**Task to complete:**
Copy out each line below containing "status".

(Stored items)
----------

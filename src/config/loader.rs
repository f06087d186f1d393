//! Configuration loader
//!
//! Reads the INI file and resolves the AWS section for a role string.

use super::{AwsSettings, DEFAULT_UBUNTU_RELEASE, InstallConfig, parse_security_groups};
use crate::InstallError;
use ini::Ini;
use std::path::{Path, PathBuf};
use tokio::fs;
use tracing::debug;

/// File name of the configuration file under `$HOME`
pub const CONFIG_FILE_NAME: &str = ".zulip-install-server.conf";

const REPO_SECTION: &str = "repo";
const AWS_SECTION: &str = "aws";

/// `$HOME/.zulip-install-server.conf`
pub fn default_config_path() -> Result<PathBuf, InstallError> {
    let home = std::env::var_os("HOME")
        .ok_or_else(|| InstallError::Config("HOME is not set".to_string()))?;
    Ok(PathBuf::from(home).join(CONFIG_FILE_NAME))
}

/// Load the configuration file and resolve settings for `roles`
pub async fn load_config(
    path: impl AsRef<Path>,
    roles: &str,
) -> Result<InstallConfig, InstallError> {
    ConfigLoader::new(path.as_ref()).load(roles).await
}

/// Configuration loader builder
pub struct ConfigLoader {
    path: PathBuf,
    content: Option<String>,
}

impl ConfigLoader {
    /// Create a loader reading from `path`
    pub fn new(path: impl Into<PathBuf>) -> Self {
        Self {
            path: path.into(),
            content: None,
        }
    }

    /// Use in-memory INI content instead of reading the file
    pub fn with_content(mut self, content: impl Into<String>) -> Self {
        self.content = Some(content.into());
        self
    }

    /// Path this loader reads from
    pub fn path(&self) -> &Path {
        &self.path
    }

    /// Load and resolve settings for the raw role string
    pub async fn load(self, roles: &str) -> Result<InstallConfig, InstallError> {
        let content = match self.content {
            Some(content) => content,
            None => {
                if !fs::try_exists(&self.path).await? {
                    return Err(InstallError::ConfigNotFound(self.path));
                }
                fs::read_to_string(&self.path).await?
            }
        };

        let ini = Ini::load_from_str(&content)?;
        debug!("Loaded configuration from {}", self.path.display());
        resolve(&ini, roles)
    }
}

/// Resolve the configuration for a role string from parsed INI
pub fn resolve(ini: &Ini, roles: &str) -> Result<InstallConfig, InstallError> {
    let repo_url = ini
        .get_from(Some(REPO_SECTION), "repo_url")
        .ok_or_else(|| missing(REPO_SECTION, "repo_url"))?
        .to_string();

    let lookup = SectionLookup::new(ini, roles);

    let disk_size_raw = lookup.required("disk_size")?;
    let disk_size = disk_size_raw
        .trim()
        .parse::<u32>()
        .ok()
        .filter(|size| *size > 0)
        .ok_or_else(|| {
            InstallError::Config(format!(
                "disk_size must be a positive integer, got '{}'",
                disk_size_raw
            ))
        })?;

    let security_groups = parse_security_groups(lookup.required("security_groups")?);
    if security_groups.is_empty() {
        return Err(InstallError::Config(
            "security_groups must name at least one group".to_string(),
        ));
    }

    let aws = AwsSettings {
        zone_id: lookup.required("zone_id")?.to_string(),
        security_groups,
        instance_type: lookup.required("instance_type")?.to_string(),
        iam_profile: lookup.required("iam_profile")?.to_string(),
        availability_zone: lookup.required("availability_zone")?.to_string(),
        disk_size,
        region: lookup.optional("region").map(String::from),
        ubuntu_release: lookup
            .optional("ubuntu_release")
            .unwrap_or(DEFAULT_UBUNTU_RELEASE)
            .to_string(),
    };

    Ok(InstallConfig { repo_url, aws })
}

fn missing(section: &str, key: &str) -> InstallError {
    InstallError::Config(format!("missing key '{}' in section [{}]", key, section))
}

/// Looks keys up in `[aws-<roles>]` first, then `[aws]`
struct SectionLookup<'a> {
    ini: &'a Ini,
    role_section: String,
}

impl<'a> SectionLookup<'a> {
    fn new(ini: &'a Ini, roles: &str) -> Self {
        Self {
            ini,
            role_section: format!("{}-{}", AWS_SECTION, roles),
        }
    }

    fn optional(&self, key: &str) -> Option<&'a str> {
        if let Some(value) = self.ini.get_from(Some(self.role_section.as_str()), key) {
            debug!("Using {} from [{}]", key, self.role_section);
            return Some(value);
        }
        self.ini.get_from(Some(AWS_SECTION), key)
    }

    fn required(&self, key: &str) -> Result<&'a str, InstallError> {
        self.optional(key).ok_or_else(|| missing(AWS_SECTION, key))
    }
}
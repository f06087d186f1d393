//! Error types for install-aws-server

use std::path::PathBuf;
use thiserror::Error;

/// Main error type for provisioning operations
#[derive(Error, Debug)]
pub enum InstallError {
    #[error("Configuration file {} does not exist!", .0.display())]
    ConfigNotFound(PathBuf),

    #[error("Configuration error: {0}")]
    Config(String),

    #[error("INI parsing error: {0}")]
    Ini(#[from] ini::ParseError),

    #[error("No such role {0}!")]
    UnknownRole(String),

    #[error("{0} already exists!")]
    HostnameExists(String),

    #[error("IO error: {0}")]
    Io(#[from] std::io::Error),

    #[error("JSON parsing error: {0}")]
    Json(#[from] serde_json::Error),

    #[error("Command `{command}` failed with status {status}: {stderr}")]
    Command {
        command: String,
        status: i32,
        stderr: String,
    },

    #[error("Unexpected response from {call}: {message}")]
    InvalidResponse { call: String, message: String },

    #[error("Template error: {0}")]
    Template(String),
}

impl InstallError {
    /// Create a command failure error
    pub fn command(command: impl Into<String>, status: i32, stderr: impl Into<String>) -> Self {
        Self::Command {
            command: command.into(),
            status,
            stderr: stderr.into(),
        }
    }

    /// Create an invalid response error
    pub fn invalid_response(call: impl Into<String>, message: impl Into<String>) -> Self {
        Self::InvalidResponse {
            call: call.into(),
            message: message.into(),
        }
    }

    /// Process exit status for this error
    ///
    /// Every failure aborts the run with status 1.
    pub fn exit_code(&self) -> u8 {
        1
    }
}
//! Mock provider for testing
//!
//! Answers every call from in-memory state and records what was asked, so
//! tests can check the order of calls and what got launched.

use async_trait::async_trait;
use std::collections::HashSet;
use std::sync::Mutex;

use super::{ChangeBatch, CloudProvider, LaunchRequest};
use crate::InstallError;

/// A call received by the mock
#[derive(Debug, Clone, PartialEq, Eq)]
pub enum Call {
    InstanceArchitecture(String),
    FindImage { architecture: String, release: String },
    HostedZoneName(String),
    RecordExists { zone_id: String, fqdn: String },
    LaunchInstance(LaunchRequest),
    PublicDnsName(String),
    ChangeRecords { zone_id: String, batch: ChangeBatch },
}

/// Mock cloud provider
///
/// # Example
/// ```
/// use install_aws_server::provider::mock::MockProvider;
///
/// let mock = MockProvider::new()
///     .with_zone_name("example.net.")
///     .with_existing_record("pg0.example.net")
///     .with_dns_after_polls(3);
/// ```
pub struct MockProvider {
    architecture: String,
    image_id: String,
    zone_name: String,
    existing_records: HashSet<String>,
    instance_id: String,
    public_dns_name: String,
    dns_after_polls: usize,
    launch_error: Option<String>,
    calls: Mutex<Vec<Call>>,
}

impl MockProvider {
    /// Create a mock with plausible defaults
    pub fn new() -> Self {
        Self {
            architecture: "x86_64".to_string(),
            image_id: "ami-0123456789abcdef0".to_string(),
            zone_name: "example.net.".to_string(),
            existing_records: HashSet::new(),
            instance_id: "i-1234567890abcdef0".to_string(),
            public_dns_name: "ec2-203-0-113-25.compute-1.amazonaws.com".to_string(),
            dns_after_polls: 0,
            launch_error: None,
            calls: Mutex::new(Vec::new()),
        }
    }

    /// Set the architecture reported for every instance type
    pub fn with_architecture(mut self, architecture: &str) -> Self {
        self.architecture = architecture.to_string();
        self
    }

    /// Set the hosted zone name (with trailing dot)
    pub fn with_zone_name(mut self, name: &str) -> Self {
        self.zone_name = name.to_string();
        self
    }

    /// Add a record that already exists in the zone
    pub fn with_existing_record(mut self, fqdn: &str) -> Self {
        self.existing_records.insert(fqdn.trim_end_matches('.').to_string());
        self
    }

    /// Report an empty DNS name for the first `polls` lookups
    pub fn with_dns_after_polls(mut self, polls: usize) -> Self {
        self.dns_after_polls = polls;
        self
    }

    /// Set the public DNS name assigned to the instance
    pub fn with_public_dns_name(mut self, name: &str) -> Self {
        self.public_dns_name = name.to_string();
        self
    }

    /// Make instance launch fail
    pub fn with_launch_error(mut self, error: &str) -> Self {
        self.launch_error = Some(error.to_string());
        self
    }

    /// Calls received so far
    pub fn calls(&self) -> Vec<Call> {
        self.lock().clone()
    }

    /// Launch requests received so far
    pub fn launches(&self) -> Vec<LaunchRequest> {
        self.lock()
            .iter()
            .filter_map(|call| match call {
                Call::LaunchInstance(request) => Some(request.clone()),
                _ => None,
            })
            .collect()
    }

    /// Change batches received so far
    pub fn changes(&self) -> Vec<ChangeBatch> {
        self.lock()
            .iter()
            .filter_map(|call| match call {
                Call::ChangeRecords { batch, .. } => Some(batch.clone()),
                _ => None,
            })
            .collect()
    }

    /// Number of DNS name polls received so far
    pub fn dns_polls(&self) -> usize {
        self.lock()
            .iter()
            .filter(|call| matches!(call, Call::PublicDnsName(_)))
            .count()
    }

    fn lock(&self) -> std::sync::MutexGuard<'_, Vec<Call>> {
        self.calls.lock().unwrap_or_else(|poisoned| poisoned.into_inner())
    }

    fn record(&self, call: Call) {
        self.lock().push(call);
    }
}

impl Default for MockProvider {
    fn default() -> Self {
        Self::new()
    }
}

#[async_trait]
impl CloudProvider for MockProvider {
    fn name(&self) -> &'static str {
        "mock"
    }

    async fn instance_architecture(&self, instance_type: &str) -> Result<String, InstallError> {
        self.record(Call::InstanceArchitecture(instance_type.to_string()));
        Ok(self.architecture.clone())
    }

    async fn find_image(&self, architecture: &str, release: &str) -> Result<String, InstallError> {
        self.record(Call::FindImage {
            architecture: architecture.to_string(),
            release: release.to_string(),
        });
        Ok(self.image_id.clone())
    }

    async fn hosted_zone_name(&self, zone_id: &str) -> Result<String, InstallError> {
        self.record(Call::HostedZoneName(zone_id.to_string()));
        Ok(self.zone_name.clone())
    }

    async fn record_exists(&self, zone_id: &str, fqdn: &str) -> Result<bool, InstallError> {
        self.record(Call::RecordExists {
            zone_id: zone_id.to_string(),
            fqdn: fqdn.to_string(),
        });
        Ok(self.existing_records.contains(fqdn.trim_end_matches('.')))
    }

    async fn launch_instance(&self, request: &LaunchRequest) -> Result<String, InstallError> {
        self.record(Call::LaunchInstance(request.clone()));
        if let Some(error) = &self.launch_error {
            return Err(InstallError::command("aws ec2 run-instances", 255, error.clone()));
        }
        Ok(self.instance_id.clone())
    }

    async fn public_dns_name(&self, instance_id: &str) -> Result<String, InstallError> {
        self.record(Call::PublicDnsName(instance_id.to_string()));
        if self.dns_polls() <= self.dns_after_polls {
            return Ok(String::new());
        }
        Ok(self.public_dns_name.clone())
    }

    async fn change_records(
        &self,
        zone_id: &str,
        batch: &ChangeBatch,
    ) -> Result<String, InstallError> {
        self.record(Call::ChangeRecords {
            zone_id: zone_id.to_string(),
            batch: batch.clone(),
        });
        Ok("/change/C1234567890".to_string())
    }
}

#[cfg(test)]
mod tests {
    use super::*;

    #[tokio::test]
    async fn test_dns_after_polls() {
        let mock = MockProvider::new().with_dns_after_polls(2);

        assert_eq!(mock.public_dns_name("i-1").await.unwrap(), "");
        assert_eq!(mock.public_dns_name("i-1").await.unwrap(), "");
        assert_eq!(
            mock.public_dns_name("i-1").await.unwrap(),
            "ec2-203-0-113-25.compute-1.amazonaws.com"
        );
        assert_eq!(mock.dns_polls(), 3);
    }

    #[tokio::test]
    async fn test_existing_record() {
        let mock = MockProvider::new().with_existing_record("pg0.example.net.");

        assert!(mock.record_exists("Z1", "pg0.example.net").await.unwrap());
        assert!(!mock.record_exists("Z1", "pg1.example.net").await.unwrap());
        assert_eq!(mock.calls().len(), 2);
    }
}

----------

**Solution to the problem:**
    #[error("Command `{command}` failed with status {status}: {stderr}")]
        status: i32,
    pub fn command(command: impl Into<String>, status: i32, stderr: impl Into<String>) -> Self {
            status,
    /// Process exit status for this error
    /// Every failure aborts the run with status 1.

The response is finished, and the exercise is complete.